Vous pouvez donc constater que le temps est extrêmement important.

Papa et maman vous donnent l’opportunité d’avoir 2.1 millions de dollars à 65 ans grâce à ce fonds de démarrage qu’ils vous créent. Mais, il en reviendra à vous de le faire fructifier ou de le dilapider…

C’est une chance incroyable qu’on vous offre grâce à la stratégie qu’on a mis en place. J’espère que vous en prendrez conscience en temps et lieu.

Si vous décidez de contribuer à ce fonds dès que vous commencerez à générer des revenus, à 30 ans ou à 40 ans au maximum, vous pourriez très bien décider de vous déclarer libre financièrement.

Pour obtenir 7% de rendement composé, il suffit en général de miser sur un fonds indiciel qui réplique l’activité globale humaine (ex : celui qui suit le S&P500).

Je dirais en terminant qu’atteindre la liberté financière ce n’est qu’une étape. Ce n’est pas une fin en soi… Plus de richesse, passé un certain point n’apportera pas plus de bonheur. Ça peut même faire le contraire.

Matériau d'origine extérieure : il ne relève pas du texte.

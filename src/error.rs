//! Custom error types
//!
//! Session-level errors live here. Failures that only affect one case are
//! recorded in [`crate::models::CaseFailure`] and never surface as a
//! [`GradeError`].

use crate::config::ConfigError;

/// Crate-wide error type
#[derive(Debug, thiserror::Error)]
pub enum GradeError {
    /// Source extension has no toolchain; no case can run
    #[error("Unsupported language: {0}")]
    UnsupportedLanguage(String),

    #[error("Case directory error: {0}")]
    CaseDirectory(String),

    #[error("Case not found: {0}")]
    CaseNotFound(u64),

    #[error("I/O error: {0}")]
    Io(#[from] std::io::Error),

    #[error("Configuration error: {0}")]
    Configuration(#[from] ConfigError),

    #[error("Internal error: {0}")]
    Internal(#[from] anyhow::Error),
}

impl GradeError {
    /// Get the error code for this error type
    pub fn error_code(&self) -> &'static str {
        match self {
            Self::UnsupportedLanguage(_) => "UNSUPPORTED_LANGUAGE",
            Self::CaseDirectory(_) => "CASE_DIRECTORY_ERROR",
            Self::CaseNotFound(_) => "CASE_NOT_FOUND",
            Self::Io(_) => "IO_ERROR",
            Self::Configuration(_) => "CONFIGURATION_ERROR",
            Self::Internal(_) => "INTERNAL_ERROR",
        }
    }
}

/// Result type alias using GradeError
pub type GradeResult<T> = Result<T, GradeError>;
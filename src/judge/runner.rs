//! Case runner
//!
//! Drives each case through `Discovered -> Building -> Executing ->
//! Comparing -> Reclaimed`. A failure at any step jumps straight to
//! `Reclaimed`. Cases run one at a time in ascending id order, and a case's
//! artifacts are gone before the next case starts building.

use std::fmt;
use std::path::{Path, PathBuf};
use std::time::Instant;

use tempfile::TempDir;
use uuid::Uuid;

use super::build::build;
use super::comparator::compare;
use super::discovery::discover_cases;
use super::executor::execute;
use super::reclaimer::CaseArtifacts;
use crate::config::{GradingConfig, ToolchainConfig};
use crate::constants::{case_files, WORK_DIR_PREFIX};
use crate::error::{GradeError, GradeResult};
use crate::models::{CaseResult, SessionReport, SourceUnit, TestCase};
use crate::toolchain::{Language, ToolchainPlan};

/// Where a case is in its pipeline
#[derive(Debug, Clone, Copy, PartialEq, Eq)]
pub enum CaseStage {
    Discovered,
    Building,
    Executing,
    Comparing,
    Reclaimed,
}

impl CaseStage {
    pub fn as_str(&self) -> &'static str {
        match self {
            CaseStage::Discovered => "discovered",
            CaseStage::Building => "building",
            CaseStage::Executing => "executing",
            CaseStage::Comparing => "comparing",
            CaseStage::Reclaimed => "reclaimed",
        }
    }
}

impl fmt::Display for CaseStage {
    fn fmt(&self, f: &mut fmt::Formatter<'_>) -> fmt::Result {
        f.write_str(self.as_str())
    }
}

/// One grading session for one source unit.
///
/// Owns a private work directory that holds build artifacts and per-case
/// output files. The directory is removed when the grader is dropped.
#[derive(Debug)]
pub struct Grader {
    session_id: Uuid,
    source: SourceUnit,
    plan: ToolchainPlan,
    config: GradingConfig,
    work_dir: TempDir,
}

impl Grader {
    /// Start a session. Fails with [`GradeError::UnsupportedLanguage`] before
    /// anything is created on disk if the source has no toolchain.
    pub fn new(
        source: SourceUnit,
        tools: &ToolchainConfig,
        config: GradingConfig,
    ) -> GradeResult<Self> {
        let language = Language::from_extension(source.extension())?;

        let session_id = Uuid::new_v4();
        let parent = config
            .work_dir
            .clone()
            .unwrap_or_else(std::env::temp_dir);
        std::fs::create_dir_all(&parent)?;

        let work_dir = tempfile::Builder::new()
            .prefix(&format!("{}{}-", WORK_DIR_PREFIX, session_id))
            .tempdir_in(&parent)?;

        let plan = ToolchainPlan::resolve(&source, tools, work_dir.path())?;

        tracing::info!(
            session_id = %session_id,
            language = %language,
            source = %source.path().display(),
            work_dir = %work_dir.path().display(),
            "Grading session started"
        );

        Ok(Self {
            session_id,
            source,
            plan,
            config,
            work_dir,
        })
    }

    pub fn session_id(&self) -> Uuid {
        self.session_id
    }

    pub fn source(&self) -> &SourceUnit {
        &self.source
    }

    pub fn plan(&self) -> &ToolchainPlan {
        &self.plan
    }

    /// Session work directory
    pub fn work_dir(&self) -> &Path {
        self.work_dir.path()
    }

    /// Discover every case in the configured directory and grade them all
    pub async fn run_all(&self) -> GradeResult<SessionReport> {
        let cases = discover_cases(&self.config.case_dir)?;
        Ok(self.run_cases(&cases).await)
    }

    /// Grade a single case from the configured directory by its id
    pub async fn run_case_by_id(&self, id: u64) -> GradeResult<CaseResult> {
        let cases = discover_cases(&self.config.case_dir)?;
        let case = cases
            .iter()
            .find(|case| case.id == id)
            .ok_or(GradeError::CaseNotFound(id))?;

        Ok(self.run_case(case).await)
    }

    /// Grade `cases` strictly in order and aggregate the score
    #[tracing::instrument(skip_all, fields(session_id = %self.session_id, cases = cases.len()))]
    pub async fn run_cases(&self, cases: &[TestCase]) -> SessionReport {
        let mut results = Vec::with_capacity(cases.len());
        for case in cases {
            results.push(self.run_case(case).await);
        }

        let report = SessionReport::new(
            self.session_id,
            self.source.path().to_path_buf(),
            self.plan.language,
            results,
        );

        tracing::info!(
            passed = report.score.passed,
            attempted = report.score.attempted,
            "Grading session finished"
        );

        report
    }

    /// Run one case end to end. Never fails: every failure is recorded in
    /// the returned result, and the case's files are reclaimed regardless.
    #[tracing::instrument(skip_all, fields(case_id = case.id))]
    pub async fn run_case(&self, case: &TestCase) -> CaseResult {
        tracing::debug!(stage = %CaseStage::Discovered, "Case stage");

        let artifacts = CaseArtifacts::new(self.output_path(case.id), self.plan.artifact.clone());
        let result = self.drive(case, &artifacts).await;

        let stats = artifacts.reclaim();
        tracing::debug!(
            stage = %CaseStage::Reclaimed,
            files_deleted = stats.files_deleted,
            bytes_freed = stats.bytes_freed,
            "Case stage"
        );
        if stats.errors > 0 {
            tracing::warn!(errors = stats.errors, "Some case artifacts could not be removed");
        }

        match &result.failure {
            None => tracing::info!(
                verdict = result.verdict,
                elapsed_ms = result.elapsed_ms,
                "Case graded"
            ),
            Some(failure) => tracing::info!(
                failure = failure.code(),
                elapsed_ms = result.elapsed_ms,
                "Case failed"
            ),
        }

        result
    }

    async fn drive(&self, case: &TestCase, artifacts: &CaseArtifacts) -> CaseResult {
        tracing::debug!(stage = %CaseStage::Building, "Case stage");
        if let Err(failure) = build(&self.plan, self.config.build_timeout).await {
            return CaseResult::failed(case.id, failure, None);
        }

        tracing::debug!(stage = %CaseStage::Executing, "Case stage");
        let start = Instant::now();
        let executed = execute(
            &self.plan.run,
            &case.input_path,
            artifacts.output_path(),
            self.config.time_budget,
        )
        .await;
        let elapsed_ms = Some(start.elapsed().as_millis() as u64);

        match executed {
            Ok(output) if !output.stderr.trim().is_empty() => {
                tracing::debug!(stderr = %output.stderr.trim_end(), "Program wrote to stderr");
            }
            Ok(_) => {}
            Err(failure) => return CaseResult::failed(case.id, failure, elapsed_ms),
        }

        tracing::debug!(stage = %CaseStage::Comparing, "Case stage");
        match compare(
            artifacts.output_path(),
            &case.expected_path,
            self.config.show_diff,
        )
        .await
        {
            Ok(comparison) => CaseResult::completed(
                case.id,
                comparison.verdict,
                comparison.actual,
                comparison.expected,
                comparison.diff,
                elapsed_ms,
            ),
            Err(failure) => CaseResult::failed(case.id, failure, elapsed_ms),
        }
    }

    /// Actual-output file for a case, inside the session work dir
    fn output_path(&self, id: u64) -> PathBuf {
        self.work_dir.path().join(format!(
            "{}{}.{}",
            case_files::ACTUAL_PREFIX,
            id,
            case_files::EXTENSION
        ))
    }
}

#[cfg(test)]
mod tests {
    use super::*;
    use crate::models::CaseStatus;
    use crate::toolchain::Invocation;
    use std::time::Duration;

    /// Toolchain whose "python" is the POSIX shell, so `.py` sources are
    /// shell scripts
    fn shell_tools() -> ToolchainConfig {
        ToolchainConfig {
            python: "sh".to_string(),
            ..ToolchainConfig::default()
        }
    }

    fn config(case_dir: &Path, work_dir: &Path) -> GradingConfig {
        GradingConfig {
            time_budget: Duration::from_secs(5),
            build_timeout: Duration::from_secs(10),
            case_dir: case_dir.to_path_buf(),
            work_dir: Some(work_dir.to_path_buf()),
            show_diff: true,
        }
    }

    fn write(dir: &Path, name: &str, contents: &str) -> PathBuf {
        let path = dir.join(name);
        std::fs::write(&path, contents).unwrap();
        path
    }

    #[test]
    fn test_stage_display() {
        assert_eq!(CaseStage::Executing.to_string(), "executing");
        assert_eq!(CaseStage::Reclaimed.to_string(), "reclaimed");
    }

    #[test]
    fn test_unsupported_language_creates_no_work_dir() {
        let root = tempfile::tempdir().unwrap();
        let work = root.path().join("work");
        let source = SourceUnit::new(root.path().join("main.rb")).unwrap();

        let err = Grader::new(source, &shell_tools(), config(root.path(), &work)).unwrap_err();
        assert!(matches!(err, GradeError::UnsupportedLanguage(_)));
        assert!(!work.exists());
    }

    #[test]
    fn test_work_dir_is_session_scoped() {
        let root = tempfile::tempdir().unwrap();
        let source_path = write(root.path(), "main.py", "cat");
        let source = SourceUnit::new(source_path).unwrap();

        let grader = Grader::new(source, &shell_tools(), config(root.path(), root.path())).unwrap();
        let work_dir = grader.work_dir().to_path_buf();
        let name = work_dir.file_name().unwrap().to_string_lossy().into_owned();

        assert!(name.starts_with(&format!("casejudge-{}-", grader.session_id())));
        assert!(work_dir.is_dir());

        drop(grader);
        assert!(!work_dir.exists());
    }

    #[tokio::test]
    async fn test_run_case_reclaims_output() {
        let root = tempfile::tempdir().unwrap();
        let source = SourceUnit::new(write(root.path(), "main.py", "read a b; echo $((a + b))")).unwrap();
        let input = write(root.path(), "input1.txt", "2 3\n");
        let expected = write(root.path(), "output1.txt", "5\n");

        let grader = Grader::new(source, &shell_tools(), config(root.path(), root.path())).unwrap();
        let result = grader.run_case(&TestCase::new(1, input, expected)).await;

        assert_eq!(result.status, CaseStatus::Completed);
        assert_eq!(result.verdict, Some(true));
        assert!(result.elapsed_ms.is_some());
        assert!(!grader.work_dir().join("actual1.txt").exists());
    }

    #[tokio::test]
    async fn test_run_case_by_id() {
        let root = tempfile::tempdir().unwrap();
        let cases = root.path().join("cases");
        std::fs::create_dir(&cases).unwrap();
        write(&cases, "input4.txt", "hello\n");
        write(&cases, "output4.txt", "hello");
        let source = SourceUnit::new(write(root.path(), "main.py", "cat")).unwrap();

        let grader = Grader::new(source, &shell_tools(), config(&cases, root.path())).unwrap();

        let result = grader.run_case_by_id(4).await.unwrap();
        assert_eq!(result.case_id, 4);
        assert!(result.passed());

        let err = grader.run_case_by_id(5).await.unwrap_err();
        assert!(matches!(err, GradeError::CaseNotFound(5)));
    }

    #[tokio::test]
    async fn test_missing_expected_is_null_verdict() {
        let root = tempfile::tempdir().unwrap();
        let source = SourceUnit::new(write(root.path(), "main.py", "cat")).unwrap();
        let input = write(root.path(), "input1.txt", "x\n");

        let grader = Grader::new(source, &shell_tools(), config(root.path(), root.path())).unwrap();
        let result = grader
            .run_case(&TestCase::new(1, input, root.path().join("output1.txt")))
            .await;

        assert_eq!(result.status, CaseStatus::Completed);
        assert_eq!(result.verdict, None);
        assert_eq!(result.failure.as_ref().map(|f| f.code()), Some("COMPARISON_FAILURE"));
    }

    #[tokio::test]
    async fn test_every_class_file_is_reclaimed() {
        let root = tempfile::tempdir().unwrap();
        let source = SourceUnit::new(write(root.path(), "Main.java", "class Main {}")).unwrap();
        let input = write(root.path(), "input1.txt", "");
        let expected = write(root.path(), "output1.txt", "");

        let mut grader =
            Grader::new(source, &ToolchainConfig::default(), config(root.path(), root.path())).unwrap();
        // Stand-in compiler emitting what javac would for a nested and a second top-level class
        grader.plan.compile = Some(
            Invocation::new("sh")
                .arg("-c")
                .arg("cd \"$1\" && touch Main.class 'Main$Node.class' FastReader.class")
                .arg("sh")
                .arg(grader.work_dir()),
        );
        grader.plan.run = Invocation::new("true");

        let result = grader.run_case(&TestCase::new(1, input, expected)).await;

        assert_eq!(result.verdict, Some(true));
        assert!(std::fs::read_dir(grader.work_dir()).unwrap().next().is_none());
    }
}
//! Application-wide constants
//!
//! Constants are grouped by their purpose for better organization.

// =============================================================================
// EXECUTION DEFAULTS
// =============================================================================

/// Default wall-clock budget for one program execution, in milliseconds
pub const DEFAULT_TIME_BUDGET_MS: u64 = 5_000;

/// Default wall-clock limit for one compiler invocation, in milliseconds
pub const DEFAULT_BUILD_TIMEOUT_MS: u64 = 30_000;

/// Default directory holding `input<N>.txt` / `output<N>.txt` pairs
pub const DEFAULT_CASE_DIR: &str = "testcase";

/// Default log filter when `RUST_LOG` is unset
pub const DEFAULT_LOG_FILTER: &str = "info";

/// Prefix for per-session work directories
pub const WORK_DIR_PREFIX: &str = "casejudge-";

// =============================================================================
// CASE FILE NAMING
// =============================================================================

/// Case file naming conventions
pub mod case_files {
    /// Input file pattern; the capture group is the case id
    pub const INPUT_PATTERN: &str = r"^input(\d+)\.txt$";

    /// Expected output file prefix (`output<N>.txt`)
    pub const EXPECTED_PREFIX: &str = "output";

    /// Actual output file prefix, written inside the session work dir
    pub const ACTUAL_PREFIX: &str = "actual";

    /// Extension shared by all case files
    pub const EXTENSION: &str = "txt";
}

// =============================================================================
// SUPPORTED LANGUAGES
// =============================================================================

/// Language identifiers
pub mod languages {
    pub const C: &str = "c";
    pub const CPP: &str = "cpp";
    pub const JAVA: &str = "java";
    pub const PYTHON: &str = "python";
}

/// File extensions for each language
pub mod file_extensions {
    pub const C: &[&str] = &["c"];
    pub const CPP: &[&str] = &["cpp", "cc", "cxx"];
    pub const JAVA: &[&str] = &["java"];
    pub const PYTHON: &[&str] = &["py"];
}

/// Default toolchain executables
pub mod toolchains {
    pub const CC: &str = "gcc";
    pub const CXX: &str = "g++";
    pub const JAVAC: &str = "javac";
    pub const JAVA: &str = "java";
    pub const PYTHON: &str = "python3";
}

/// Suffixes of generated artifacts
pub mod artifacts {
    /// Native binaries built from C/C++ sources
    pub const BINARY_EXTENSION: &str = "out";

    /// JVM class files
    pub const CLASS_EXTENSION: &str = "class";
}
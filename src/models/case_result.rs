//! Per-case outcomes and session aggregation

use std::fmt;
use std::path::PathBuf;
use std::time::Duration;

use serde::Serialize;
use uuid::Uuid;

use crate::judge::diff::DiffLine;
use crate::toolchain::Language;

/// A failure that ends one case's pipeline without affecting the session
#[derive(Debug, Clone, PartialEq, Eq, Serialize, thiserror::Error)]
#[serde(tag = "kind", content = "detail", rename_all = "snake_case")]
pub enum CaseFailure {
    /// Compiler exited non-zero; holds its diagnostics verbatim
    #[error("Compilation error:\n{0}")]
    Build(String),

    /// Execution exceeded the budget; output is discarded
    #[error("Time limit exceeded ({} ms)", .0.as_millis())]
    Timeout(Duration),

    /// Program exited non-zero or could not be started
    #[error("Runtime error:\n{0}")]
    Runtime(String),

    /// Expected or actual output could not be read
    #[error("Comparison failed: {0}")]
    Comparison(String),
}

impl CaseFailure {
    /// Get short code for the failure kind
    pub fn code(&self) -> &'static str {
        match self {
            Self::Build(_) => "BUILD_FAILURE",
            Self::Timeout(_) => "TIMEOUT_FAILURE",
            Self::Runtime(_) => "RUNTIME_FAILURE",
            Self::Comparison(_) => "COMPARISON_FAILURE",
        }
    }
}

/// Coarse status of a case
#[derive(Debug, Clone, Copy, PartialEq, Eq, Serialize)]
#[serde(rename_all = "snake_case")]
pub enum CaseStatus {
    BuildFailure,
    /// Covers both non-zero exits and timeouts
    RuntimeFailure,
    /// The program ran to completion; the verdict may still be absent if
    /// comparison could not read its inputs
    Completed,
}

impl From<&CaseFailure> for CaseStatus {
    fn from(failure: &CaseFailure) -> Self {
        match failure {
            CaseFailure::Build(_) => CaseStatus::BuildFailure,
            CaseFailure::Timeout(_) | CaseFailure::Runtime(_) => CaseStatus::RuntimeFailure,
            CaseFailure::Comparison(_) => CaseStatus::Completed,
        }
    }
}

/// Result of grading a single case
#[derive(Debug, Clone, PartialEq, Eq, Serialize)]
pub struct CaseResult {
    pub case_id: u64,
    /// False when any step failed, including comparison
    pub success: bool,
    pub status: CaseStatus,
    /// `None` unless comparison actually happened
    pub verdict: Option<bool>,
    pub actual_output: Option<String>,
    pub expected_output: Option<String>,
    pub error: Option<String>,
    pub failure: Option<CaseFailure>,
    /// Removed/inserted lines; empty unless the verdict is false
    pub diff: Vec<DiffLine>,
    /// Wall-clock time of the execution step, when it ran
    pub elapsed_ms: Option<u64>,
}

impl CaseResult {
    /// Create a result for a case that reached a verdict
    pub fn completed(
        case_id: u64,
        verdict: bool,
        actual_output: String,
        expected_output: String,
        diff: Vec<DiffLine>,
        elapsed_ms: Option<u64>,
    ) -> Self {
        Self {
            case_id,
            success: true,
            status: CaseStatus::Completed,
            verdict: Some(verdict),
            actual_output: Some(actual_output),
            expected_output: Some(expected_output),
            error: None,
            failure: None,
            diff,
            elapsed_ms,
        }
    }

    /// Create a result for a case that stopped at `failure`
    pub fn failed(case_id: u64, failure: CaseFailure, elapsed_ms: Option<u64>) -> Self {
        Self {
            case_id,
            success: false,
            status: CaseStatus::from(&failure),
            verdict: None,
            actual_output: None,
            expected_output: None,
            error: Some(failure.to_string()),
            failure: Some(failure),
            diff: Vec::new(),
            elapsed_ms,
        }
    }

    /// Whether the pipeline finished without any failure
    pub fn is_success(&self) -> bool {
        self.success
    }

    /// Whether the case counts towards the score
    pub fn passed(&self) -> bool {
        self.verdict == Some(true)
    }
}

/// Passed cases over attempted cases
#[derive(Debug, Clone, Copy, PartialEq, Eq, Serialize)]
pub struct SessionScore {
    pub passed: usize,
    pub attempted: usize,
}

impl SessionScore {
    pub fn from_results(results: &[CaseResult]) -> Self {
        Self {
            passed: results.iter().filter(|r| r.passed()).count(),
            attempted: results.len(),
        }
    }

    /// Fraction of passed cases; 0.0 when nothing was attempted
    pub fn ratio(&self) -> f64 {
        if self.attempted == 0 {
            0.0
        } else {
            self.passed as f64 / self.attempted as f64
        }
    }

    pub fn is_perfect(&self) -> bool {
        self.attempted > 0 && self.passed == self.attempted
    }
}

impl fmt::Display for SessionScore {
    fn fmt(&self, f: &mut fmt::Formatter<'_>) -> fmt::Result {
        write!(f, "{} / {}", self.passed, self.attempted)
    }
}

/// Everything a grading session produced
#[derive(Debug, Clone, Serialize)]
pub struct SessionReport {
    pub session_id: Uuid,
    pub source: PathBuf,
    pub language: Language,
    pub results: Vec<CaseResult>,
    pub score: SessionScore,
}

impl SessionReport {
    pub fn new(session_id: Uuid, source: PathBuf, language: Language, results: Vec<CaseResult>) -> Self {
        let score = SessionScore::from_results(&results);
        Self {
            session_id,
            source,
            language,
            results,
            score,
        }
    }
}

#[cfg(test)]
mod tests {
    use super::*;

    fn passed(case_id: u64) -> CaseResult {
        CaseResult::completed(case_id, true, "5".into(), "5".into(), Vec::new(), Some(3))
    }

    #[test]
    fn test_status_mapping() {
        assert_eq!(
            CaseStatus::from(&CaseFailure::Build("x".into())),
            CaseStatus::BuildFailure
        );
        assert_eq!(
            CaseStatus::from(&CaseFailure::Timeout(Duration::from_secs(5))),
            CaseStatus::RuntimeFailure
        );
        assert_eq!(
            CaseStatus::from(&CaseFailure::Comparison("missing".into())),
            CaseStatus::Completed
        );
    }

    #[test]
    fn test_failed_has_no_verdict() {
        let result = CaseResult::failed(2, CaseFailure::Build("main.c:1: error".into()), None);
        assert_eq!(result.status, CaseStatus::BuildFailure);
        assert_eq!(result.verdict, None);
        assert!(!result.is_success());
        assert!(!result.passed());
        assert!(result.error.unwrap().contains("main.c:1: error"));
    }

    #[test]
    fn test_timeout_message() {
        let failure = CaseFailure::Timeout(Duration::from_millis(1500));
        assert_eq!(failure.to_string(), "Time limit exceeded (1500 ms)");
        assert_eq!(failure.code(), "TIMEOUT_FAILURE");
    }

    #[test]
    fn test_score() {
        let results = vec![
            passed(1),
            CaseResult::completed(2, false, "5".into(), "6".into(), Vec::new(), Some(2)),
            CaseResult::failed(3, CaseFailure::Runtime("boom".into()), Some(1)),
            passed(4),
        ];
        let score = SessionScore::from_results(&results);
        assert_eq!(score.passed, 2);
        assert_eq!(score.attempted, 4);
        assert_eq!(score.ratio(), 0.5);
        assert!(!score.is_perfect());
        assert_eq!(score.to_string(), "2 / 4");
    }

    #[test]
    fn test_empty_score() {
        let score = SessionScore::from_results(&[]);
        assert_eq!(score.ratio(), 0.0);
        assert!(!score.is_perfect());
    }

    #[test]
    fn test_success_flag_is_serialized() {
        let ok = serde_json::to_value(passed(1)).unwrap();
        assert_eq!(ok["success"], true);

        let unreadable = CaseResult::failed(2, CaseFailure::Comparison("missing".into()), Some(4));
        let json = serde_json::to_value(&unreadable).unwrap();
        assert_eq!(json["success"], false);
        assert_eq!(json["status"], "completed");
        assert!(json["verdict"].is_null());
    }

    #[test]
    fn test_failure_serializes_with_kind() {
        let json = serde_json::to_value(CaseFailure::Runtime("segfault".into())).unwrap();
        assert_eq!(json["kind"], "runtime");
        assert_eq!(json["detail"], "segfault");
    }
}
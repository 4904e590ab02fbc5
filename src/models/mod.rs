//! Domain models
//!
//! This module contains the data passed between grading stages.

pub mod case_result;
pub mod source_unit;
pub mod test_case;

pub use case_result::*;
pub use source_unit::*;
pub use test_case::*;
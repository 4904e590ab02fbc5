//! Python language toolchain

use super::{Invocation, Language, ToolchainPlan};
use crate::config::ToolchainConfig;
use crate::models::SourceUnit;

/// Get plan for Python
pub fn plan(source: &SourceUnit, tools: &ToolchainConfig) -> ToolchainPlan {
    ToolchainPlan {
        language: Language::Python,
        compile: None,
        run: Invocation::new(&tools.python).arg(source.path()),
        artifact: None,
    }
}
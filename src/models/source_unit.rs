//! Submitted program model

use std::path::{Path, PathBuf};

use serde::Serialize;

use crate::error::{GradeError, GradeResult};

/// The program being graded. One per session, never mutated after loading.
#[derive(Debug, Clone, PartialEq, Eq, Serialize)]
pub struct SourceUnit {
    path: PathBuf,
    extension: String,
    stem: String,
}

impl SourceUnit {
    /// Derive a source unit from a path without touching the filesystem
    pub fn new(path: impl Into<PathBuf>) -> GradeResult<Self> {
        let path = path.into();

        let stem = path
            .file_stem()
            .and_then(|s| s.to_str())
            .filter(|s| !s.is_empty())
            .ok_or_else(|| {
                GradeError::Internal(anyhow::anyhow!(
                    "Source path has no usable file name: {}",
                    path.display()
                ))
            })?
            .to_string();

        let extension = path
            .extension()
            .and_then(|s| s.to_str())
            .unwrap_or_default()
            .to_string();

        Ok(Self {
            path,
            extension,
            stem,
        })
    }

    /// Load a source unit, checking that the file exists
    pub fn load(path: impl AsRef<Path>) -> GradeResult<Self> {
        let path = path.as_ref();
        if !path.is_file() {
            return Err(GradeError::Io(std::io::Error::new(
                std::io::ErrorKind::NotFound,
                format!("Source file not found: {}", path.display()),
            )));
        }

        Self::new(std::path::absolute(path)?)
    }

    /// Path to the source file
    pub fn path(&self) -> &Path {
        &self.path
    }

    /// Raw file extension (without the dot); empty if none
    pub fn extension(&self) -> &str {
        &self.extension
    }

    /// Logical program name, used to name build artifacts
    pub fn stem(&self) -> &str {
        &self.stem
    }
}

Au final, le plus important ce sont les gens, la famille, de trouver le bonheur et son équilibre, de prendre le temps de vivre et de se passionner, de contribuer à rendre les gens autour de soi heureux et savoir donner de sa personne et redonner à cette société qui bien que parfois opressante, nous donne tant et nous permet de nous hisser sur les épaules d’un géant.

Votre papa qui vous aime.

P.S. j’aimerais que vous fassiez la même chose pour vos enfants et qu’ils fassent eux aussi de même pour les leur, que ceci, c’est quelques leçons de vie, soit un héritage familial à transmettre. Ce pourrait être l’un des plus grands legs d’un père à ses enfants.